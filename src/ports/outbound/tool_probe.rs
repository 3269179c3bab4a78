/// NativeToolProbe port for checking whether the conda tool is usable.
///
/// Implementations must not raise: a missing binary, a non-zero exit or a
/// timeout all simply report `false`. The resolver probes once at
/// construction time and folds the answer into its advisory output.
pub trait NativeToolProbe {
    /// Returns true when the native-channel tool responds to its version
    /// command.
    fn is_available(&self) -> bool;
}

· · · ·

[DIRECTIONS]
Write out the whole listing exactly as it stands.

[WRITTEN SOLUTION]
filename src/ports/outbound/tool_probe.rs
repository 3269179c3bab4a78
/// NativeToolProbe port for checking whether the conda tool is usable.
///
/// Implementations must not raise: a missing binary, a non-zero exit or a
/// timeout all simply report `false`. The resolver probes once at
/// construction time and folds the answer into its advisory output.
pub trait NativeToolProbe {
    /// Returns true when the native-channel tool responds to its version
    /// command.
    fn is_available(&self) -> bool;
}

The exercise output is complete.